The safety and scientific validity of this study is the responsibility of the study sponsor and investigators. Listing a study does not mean it has been evaluated by the U.S. Federal Government. Read our disclaimer for details.
 
ClinicalTrials.gov Identifier: NCT03260816
Recruitment Status : Active, not recruiting
First Posted : August 24, 2017
Last Update Posted : September 17, 2019
Sponsor:
Collaborators:
University of Miami
Nicklaus Children's Hospital f/k/a Miami Children's Hospital
Eunice Kennedy Shriver National Institute of Child Health and Human Development (NICHD)
Information provided by (Responsible Party):
Florida International University

Brief Summary:
The Advancing Child Competencies by Extending Supported Services (ACCESS) for Families Program is a study funded by the National Institutes of Health to explore behavior and developmental problems among young children aging out of Early Steps (Part C). All families will participate in five evaluations in their home to learn more about their child's behavior and development. Families also may receive treatment designed to help change their child's behaviors that will be conducted over the Internet using a tablet.

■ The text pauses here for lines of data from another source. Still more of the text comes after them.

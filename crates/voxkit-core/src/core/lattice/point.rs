use crate::core::geom::Vec3;
use std::fmt;
use std::ops::{Add, BitOr, Index, Neg, Sub};

/// Integer sample index in up to three dimensions.
///
/// Ordering is lexicographic over `(x, y, z)`, which is also the scan order of
/// [`ExtentIterator`](super::ExtentIterator).
#[derive(Debug, Clone, Copy, PartialEq, Eq, Hash, PartialOrd, Ord, Default)]
pub struct Point {
    pub x: i32,
    pub y: i32,
    pub z: i32,
}

impl Point {
    pub const ORIGIN: Point = Point::new(0, 0, 0);

    pub const fn new(x: i32, y: i32, z: i32) -> Self {
        Self { x, y, z }
    }

    pub fn to_array(self) -> [i32; 3] {
        [self.x, self.y, self.z]
    }

    pub fn from_array(coords: [i32; 3]) -> Self {
        Self::new(coords[0], coords[1], coords[2])
    }

    pub fn to_vec3(self) -> Vec3 {
        Vec3::new(self.x as f64, self.y as f64, self.z as f64)
    }

    pub fn with_axis(self, axis: usize, value: i32) -> Self {
        let mut coords = self.to_array();
        coords[axis] = value;
        Self::from_array(coords)
    }

    /// Negates the coordinates selected by `mask`, without any wraparound.
    /// Returns `None` when a masked coordinate is `i32::MIN`.
    ///
    /// For periodic (frequency) indexing use [`Extent::mirror_point`](super::Extent::mirror_point).
    pub fn checked_mirror(self, mask: AxisMask) -> Option<Self> {
        let mut coords = self.to_array();
        for (axis, c) in coords.iter_mut().enumerate() {
            if mask.contains(axis) {
                *c = c.checked_neg()?;
            }
        }
        Some(Self::from_array(coords))
    }
}

impl Index<usize> for Point {
    type Output = i32;

    fn index(&self, axis: usize) -> &i32 {
        match axis {
            0 => &self.x,
            1 => &self.y,
            2 => &self.z,
            _ => panic!("Point axis index out of range: {axis}"),
        }
    }
}

impl Add for Point {
    type Output = Self;

    fn add(self, rhs: Self) -> Self {
        Self::new(self.x + rhs.x, self.y + rhs.y, self.z + rhs.z)
    }
}

impl Sub for Point {
    type Output = Self;

    fn sub(self, rhs: Self) -> Self {
        Self::new(self.x - rhs.x, self.y - rhs.y, self.z - rhs.z)
    }
}

impl Neg for Point {
    type Output = Self;

    fn neg(self) -> Self {
        Self::new(-self.x, -self.y, -self.z)
    }
}

impl From<(i32, i32, i32)> for Point {
    fn from((x, y, z): (i32, i32, i32)) -> Self {
        Self::new(x, y, z)
    }
}

impl fmt::Display for Point {
    fn fmt(&self, f: &mut fmt::Formatter<'_>) -> fmt::Result {
        write!(f, "({}, {}, {})", self.x, self.y, self.z)
    }
}

/// Set of axes, combined with `|`.
///
/// Mirroring about the YZ plane flips the x axis, so it uses [`AxisMask::X`].
#[derive(Debug, Clone, Copy, PartialEq, Eq, Hash, Default)]
pub struct AxisMask(u8);

impl AxisMask {
    pub const NONE: AxisMask = AxisMask(0);
    pub const X: AxisMask = AxisMask(0b001);
    pub const Y: AxisMask = AxisMask(0b010);
    pub const Z: AxisMask = AxisMask(0b100);
    pub const ALL: AxisMask = AxisMask(0b111);

    pub fn axis(axis: usize) -> Self {
        debug_assert!(axis < 3);
        AxisMask(1 << axis)
    }

    pub fn contains(self, axis: usize) -> bool {
        axis < 3 && self.0 & (1 << axis) != 0
    }

    pub fn is_empty(self) -> bool {
        self.0 == 0
    }

    pub fn without(self, axis: usize) -> Self {
        AxisMask(self.0 & !(1 << axis))
    }
}

impl BitOr for AxisMask {
    type Output = Self;

    fn bitor(self, rhs: Self) -> Self {
        AxisMask(self.0 | rhs.0)
    }
}
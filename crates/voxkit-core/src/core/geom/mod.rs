//! Fixed-size vectors, matrices, quaternions and composite primitives.
//!
//! Built on `nalgebra` value types. Every operation with an undefined result
//! (zero divisor, zero-length normalization, singular inversion, parallel
//! configurations) returns a [`GeometryError`] instead of producing NaN or
//! infinity. Tolerances are always chosen by the caller.

pub mod error;
pub mod intersect;
pub mod primitives;
pub mod quat;
pub mod vecmat;

pub use error::GeometryError;
pub use intersect::{
    LineLineInteraction, are_intersecting, intersect_line_plane, intersect_lines_2d,
    intersect_planes, line_line_interaction,
};
pub use primitives::{AlignedCuboid, Cuboid, Line2, Line3, Plane, Sphere};
pub use quat::{Quat, UnitQuat, quat_from_axis_angle, rotation_matrix, try_normalize_quat, try_slerp};
pub use vecmat::{
    DEFAULT_EPSILON, Mat2, Mat3, Mat4, TryInvert, Vec2, Vec3, Vec4, angle_between, checked_div,
    orthogonal_vector, try_invert, try_normalize,
};
//! # Core Module
//!
//! Pure value types shared by every other layer.
//!
//! - **Geometry Kernel** ([`geom`]) - vectors, matrices, quaternions, lines, planes,
//!   cuboids and their intersections, with checked numeric failure modes.
//! - **Index Lattice** ([`lattice`]) - integer points, sizes and extents, the
//!   row-major extent iterator and frequency-domain mirroring.
//!
//! Nothing in this module allocates image buffers or holds shared state.

pub mod geom;
pub mod lattice;
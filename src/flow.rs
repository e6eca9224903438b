//! Authorization Code flow orchestration.
//!
//! The flow crosses a full navigation boundary: [`begin`] runs before the
//! user agent leaves for the authorization endpoint, and the remaining steps
//! run when it comes back to the callback, possibly in a fresh process. The
//! code verifier is the only state carried across that boundary, through a
//! [`VerifierStore`].
//!
//! Only one flow can be in flight per store: a second [`begin`] overwrites
//! the shared verifier slot and the first flow's exchange is then rejected
//! upstream.
//!
//! [`begin`]: AuthorizationCodeFlow::begin
use iref::UriBuf;

use crate::{
	AccessToken, AccessTokenBuf, CodeBuf,
	api::{self, ProfileRecord, TrackRecord},
	config::Config,
	endpoints::{
		authorization::{AuthorizationRequest, CallbackParams, ResponseType},
		token::{TokenRequest, request_token},
	},
	error::AuthError,
	pkce::{PkceCodeChallengeAndMethod, PkceCodeVerifierBuf},
	store::VerifierStore,
	transport::HttpClient,
};

/// Observable stage of an [`AuthorizationCodeFlow`].
#[derive(Debug, Clone, Copy, Default, PartialEq, Eq, PartialOrd, Ord, Hash)]
pub enum FlowStage {
	/// Initial state; also re-entered when any step fails.
	#[default]
	Unauthenticated,

	/// The authorization URL has been handed out; the user agent is
	/// expected to navigate away.
	AwaitingRedirect,

	/// The callback delivered an authorization code, not yet exchanged.
	AwaitingCallback,

	/// The token request is in flight.
	ExchangingCode,

	/// An access token is held. Terminal: no logout or refresh transition
	/// exists.
	Authenticated,
}

/// Drives one instance of the Authorization Code flow with PKCE.
pub struct AuthorizationCodeFlow<S> {
	config: Config,
	store: S,
	stage: FlowStage,
	code: Option<CodeBuf>,
	access_token: Option<AccessTokenBuf>,
}

impl<S> AuthorizationCodeFlow<S>
where
	S: VerifierStore,
{
	/// Creates an unauthenticated flow over the given verifier store.
	pub fn new(config: Config, store: S) -> Self {
		Self {
			config,
			store,
			stage: FlowStage::default(),
			code: None,
			access_token: None,
		}
	}

	/// Current stage of the flow.
	pub fn stage(&self) -> FlowStage {
		self.stage
	}

	/// The access token held after a successful exchange.
	pub fn access_token(&self) -> Option<&AccessToken> {
		self.access_token.as_deref()
	}

	/// Starts the flow: generates a fresh code verifier, persists it, and
	/// returns the authorization URL to navigate the user agent to.
	///
	/// The verifier is written to the store *before* the URL is handed out;
	/// a storage failure surfaces here rather than after navigation, when
	/// the exchange could never complete.
	pub fn begin(&mut self) -> Result<UriBuf, AuthError> {
		let verifier = PkceCodeVerifierBuf::generate(self.config.verifier_length);
		let pkce = PkceCodeChallengeAndMethod::from_code_verifier_sha256(&verifier);

		self.store.put(&verifier)?;

		let uri = AuthorizationRequest {
			client_id: &self.config.client_id,
			response_type: ResponseType::Code,
			redirect_uri: &self.config.redirect_uri,
			scope: &self.config.scope,
			pkce: &pkce,
		}
		.to_uri();

		self.stage = FlowStage::AwaitingRedirect;
		log::info!("authorization flow started; awaiting redirect");
		Ok(uri)
	}

	/// Records the outcome of the redirect callback.
	///
	/// An error redirect (e.g. `error=access_denied`) or a redirect without
	/// a code resets the flow and fails with [`AuthError::Callback`].
	pub fn callback(&mut self, params: CallbackParams) -> Result<(), AuthError> {
		match params.code {
			Some(code) => {
				log::debug!("authorization code received from callback");
				self.code = Some(code);
				self.stage = FlowStage::AwaitingCallback;
				Ok(())
			}
			None => {
				self.stage = FlowStage::Unauthenticated;
				let reason = match params.error {
					Some(error) => match params.error_description {
						Some(description) => format!("{}: {description}", error.as_str()),
						None => error.as_str().to_owned(),
					},
					None => "redirect delivered no authorization code".to_owned(),
				};
				log::error!("authorization callback failed: {reason}");
				Err(AuthError::Callback(reason))
			}
		}
	}

	/// Exchanges the recorded authorization code plus the stored verifier
	/// for an access token.
	///
	/// The verifier is taken from the store, never peeked: neither success
	/// nor failure leaves a verifier behind to be silently reused. Any
	/// failure resets the flow to [`FlowStage::Unauthenticated`].
	pub async fn exchange(
		&mut self,
		http_client: &impl HttpClient,
	) -> Result<&AccessToken, AuthError> {
		let code = match self.code.take() {
			Some(code) => code,
			None => {
				self.stage = FlowStage::Unauthenticated;
				// Drop any verifier written by `begin`; a failed exchange
				// must not leave one behind for reuse.
				self.store.take()?;
				return Err(AuthError::Callback(
					"no authorization code recorded".to_owned(),
				));
			}
		};

		let verifier = match self.store.take()? {
			Some(verifier) => verifier,
			None => {
				self.stage = FlowStage::Unauthenticated;
				log::error!("token exchange attempted with no stored verifier");
				return Err(AuthError::MissingVerifier);
			}
		};

		self.stage = FlowStage::ExchangingCode;

		let request = TokenRequest {
			client_id: &self.config.client_id,
			code: &code,
			redirect_uri: &self.config.redirect_uri,
			code_verifier: &verifier,
		};

		match request_token(&request, http_client).await {
			Ok(response) => {
				self.stage = FlowStage::Authenticated;
				log::info!("authorization flow completed");
				Ok(&**self.access_token.insert(response.access_token))
			}
			Err(e) => {
				self.stage = FlowStage::Unauthenticated;
				Err(e)
			}
		}
	}

	/// Fetches the authenticated user's profile with the held token.
	///
	/// Fails with [`AuthError::Unauthorized`] when the flow is not
	/// authenticated.
	pub async fn profile(&self, http_client: &impl HttpClient) -> Result<ProfileRecord, AuthError> {
		let token = self.access_token().ok_or(AuthError::Unauthorized)?;
		api::fetch_profile(http_client, token).await
	}

	/// Searches the catalog for tracks with the held token.
	pub async fn search_tracks(
		&self,
		http_client: &impl HttpClient,
		query: &str,
		limit: Option<u8>,
	) -> Result<Vec<TrackRecord>, AuthError> {
		let token = self.access_token().ok_or(AuthError::Unauthorized)?;
		api::search_tracks(http_client, token, query, limit).await
	}
}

Condition or disease Intervention/treatment Phase
Developmental Delay Disruptive Behavior Behavioral: Internet-delivered Parent-Child Interaction Therapy (I-PCIT) Other: Referrals as Usual (RAU) Not Applicable

Detailed Description:
The proposed study will evaluate, via a randomized controlled trial, the incremental utility of I-PCIT for disruptive behavioral problems in traditionally underserved young children with developmental delay (DD) from predominantly economically disadvantaged and ethnic and racial minority backgrounds. Specifically, the investigators are interested in the impact of I-PCIT on child disruptive behavior problems, parenting practices, parental distress, and pre-academic skills relative to traditional referrals as usual (RAU) among youth aging out of Part C EI services and transitioning from home-based family services to school-based special education services. A secondary goal is to evaluate potential moderators and mediators that explain under which circumstances, for whom, and through which pathways I-PCIT is most effective for young children with DD. Our primary aims are (1) to evaluate the immediate and one-year impact of I-PCIT on (1a) disruptive behavior problems in young children with DD, as well as (1b) parenting practices and (1c) parental distress in parents of young children with DD; (2) to evaluate the impact of I-PCIT on pre-academic skills among young children with DD; and (3) to evaluate (3a) family retention, (3b) engagement, and (3c) satisfaction associated with I-PCIT in young children with DD. Our secondary aim is to examine potential moderators and mediators of response to I-PCIT for disruptive behavior problems in young children with DD. Specifically, the investigators are interested in the extent to which technological literacy and access (4a) moderate I-PCIT efficacy, such that I-PCIT efficacy will be weaker among families with poorer technological literacy and/or access, and the extent to which traditional barriers to care (4b) moderate I-PCIT efficacy, such that the incremental efficacy of I-PCIT over RAU will be strongest among families with geographic, transportation and/or childcare obstacles to in-person services. Finally, the investigators hypothesize that I-PCIT will yield changes in child behavior and pre-academic skills indirectly through direct effects on parenting practices (4c). Specifically, changes in parental consistency, warmth, follow-through, and effective discipline will mediate observed I-PCIT efficacy, such that these treatment-related parenting changes will account for observed differences in child disruptive behavior problems and pre-academic skills.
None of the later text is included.